= Exercise brief =
Copy out every line holding the string "Result" from the records below.

= Excerpted records =
_ _ _ _ _

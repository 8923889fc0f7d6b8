use axum::http::StatusCode;
use axum::response::{IntoResponse, Response};
use axum::Json;
use serde_json::json;
use thiserror::Error;

#[derive(Debug, Error)]
pub enum ApiError {
    #[error("no aggregate matches the requested period")]
    NotFound,

    #[error("aggregate store unavailable: {0:#}")]
    StoreUnavailable(#[source] anyhow::Error),

    #[error("invalid employee payload: {0}")]
    InvalidEmployee(String),

    #[error("an employee with email '{0}' already exists")]
    DuplicateEmployee(String),

    #[error("admin role required")]
    Forbidden,

    #[error("employee store failure: {0:#}")]
    Internal(#[source] anyhow::Error),
}

impl ApiError {
    pub fn status(&self) -> StatusCode {
        match self {
            ApiError::NotFound => StatusCode::NOT_FOUND,
            ApiError::InvalidEmployee(_) => StatusCode::BAD_REQUEST,
            ApiError::DuplicateEmployee(_) => StatusCode::CONFLICT,
            ApiError::Forbidden => StatusCode::FORBIDDEN,
            ApiError::StoreUnavailable(_) | ApiError::Internal(_) => {
                StatusCode::INTERNAL_SERVER_ERROR
            }
        }
    }
}

impl IntoResponse for ApiError {
    fn into_response(self) -> Response {
        let status = self.status();
        let body = match &self {
            ApiError::NotFound => json!({ "error": "Data not found" }),
            ApiError::StoreUnavailable(_) => {
                tracing::error!(error = %self, "diversity query failed");
                json!({ "error": "Failed to fetch data" })
            }
            ApiError::InvalidEmployee(detail) => {
                tracing::info!(%detail, "rejected employee payload");
                json!({ "error": "Missing or invalid fields" })
            }
            ApiError::DuplicateEmployee(_) => json!({ "error": self.to_string() }),
            ApiError::Forbidden => json!({ "error": "Forbidden" }),
            ApiError::Internal(_) => {
                tracing::error!(error = %self, "employee request failed");
                json!({ "message": "Internal Server Error" })
            }
        };
        (status, Json(body)).into_response()
    }
}
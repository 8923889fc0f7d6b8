use chrono::NaiveDate;

use crate::models::{AggregateDocument, Frequency, Gender, TrendPoint};
use crate::period::MonthKey;
use crate::store::AggregateStore;

pub const TREND_WINDOW_MONTHS: u32 = 5;

/// The month containing `today` followed by the `count - 1` months before it.
pub fn trailing_months(today: NaiveDate, count: u32) -> Vec<MonthKey> {
    let current = MonthKey::from_date(today);
    (0..count)
        .filter_map(|back| current.months_back(back))
        .collect()
}

/// Overlays stored monthly documents on a zero row per month, ascending by month.
pub fn merge_window(months: &[MonthKey], documents: &[AggregateDocument]) -> Vec<TrendPoint> {
    let mut points: Vec<TrendPoint> = months
        .iter()
        .map(|&month| {
            let key = month.to_string();
            match documents
                .iter()
                .find(|doc| doc.frequency == Frequency::Month && doc.period == key)
            {
                Some(doc) => TrendPoint {
                    period: month,
                    male: doc.count(Gender::Male),
                    female: doc.count(Gender::Female),
                    other: doc.count(Gender::Other),
                },
                None => TrendPoint::zero(month),
            }
        })
        .collect();

    points.sort_by(|a, b| a.period.cmp(&b.period));
    points
}

pub async fn trend_window(
    store: &dyn AggregateStore,
    today: NaiveDate,
) -> anyhow::Result<Vec<TrendPoint>> {
    let months = trailing_months(today, TREND_WINDOW_MONTHS);
    let keys: Vec<String> = months.iter().map(ToString::to_string).collect();

    let documents = store.find_aggregates_in(Frequency::Month, &keys).await?;
    tracing::debug!(
        months = keys.len(),
        stored = documents.len(),
        "merging trend window"
    );

    Ok(merge_window(&months, &documents))
}
use std::convert::Infallible;
use std::net::SocketAddr;

use anyhow::Context;
use clap::Args;
use sqlx::postgres::{PgPool, PgPoolOptions};

#[derive(Debug, Clone, Copy, PartialEq, Eq)]
pub enum LogFormat {
    Pretty,
    Json,
}

impl LogFormat {
    /// `json` in any case selects JSON lines; every other value is human readable.
    pub fn parse(value: &str) -> Result<Self, Infallible> {
        if value.trim().eq_ignore_ascii_case("json") {
            Ok(LogFormat::Json)
        } else {
            Ok(LogFormat::Pretty)
        }
    }
}

/// Settings shared by every subcommand. Each flag can also come from the
/// environment or a `.env` file.
#[derive(Debug, Clone, Args)]
pub struct Config {
    /// Postgres connection string
    #[arg(long, env = "DATABASE_URL", hide_env_values = true)]
    pub database_url: String,

    /// Size of the shared connection pool
    #[arg(long, env = "HR_MAX_CONNECTIONS", default_value_t = 5)]
    pub max_connections: u32,

    /// Address the HTTP server listens on
    #[arg(long, env = "HR_BIND_ADDR", default_value = "0.0.0.0:3000")]
    pub bind: SocketAddr,

    /// Require the admin role for writes
    #[arg(
        long,
        env = "HR_ENFORCE_ROLES",
        default_value_t = true,
        action = clap::ArgAction::Set
    )]
    pub enforce_roles: bool,

    /// `json` for JSON lines, anything else for human-readable output
    #[arg(long, env = "HR_LOG_FORMAT", value_parser = LogFormat::parse, default_value = "pretty")]
    pub log_format: LogFormat,
}

impl Config {
    pub async fn connect(&self) -> anyhow::Result<PgPool> {
        PgPoolOptions::new()
            .max_connections(self.max_connections)
            .connect(&self.database_url)
            .await
            .context("failed to connect to Postgres")
    }
}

_ _ _ _ _

= Worked solution =
) -> anyhow::Result<Vec<TrendPoint>> {
    pub fn parse(value: &str) -> Result<Self, Infallible> {
    pub async fn connect(&self) -> anyhow::Result<PgPool> {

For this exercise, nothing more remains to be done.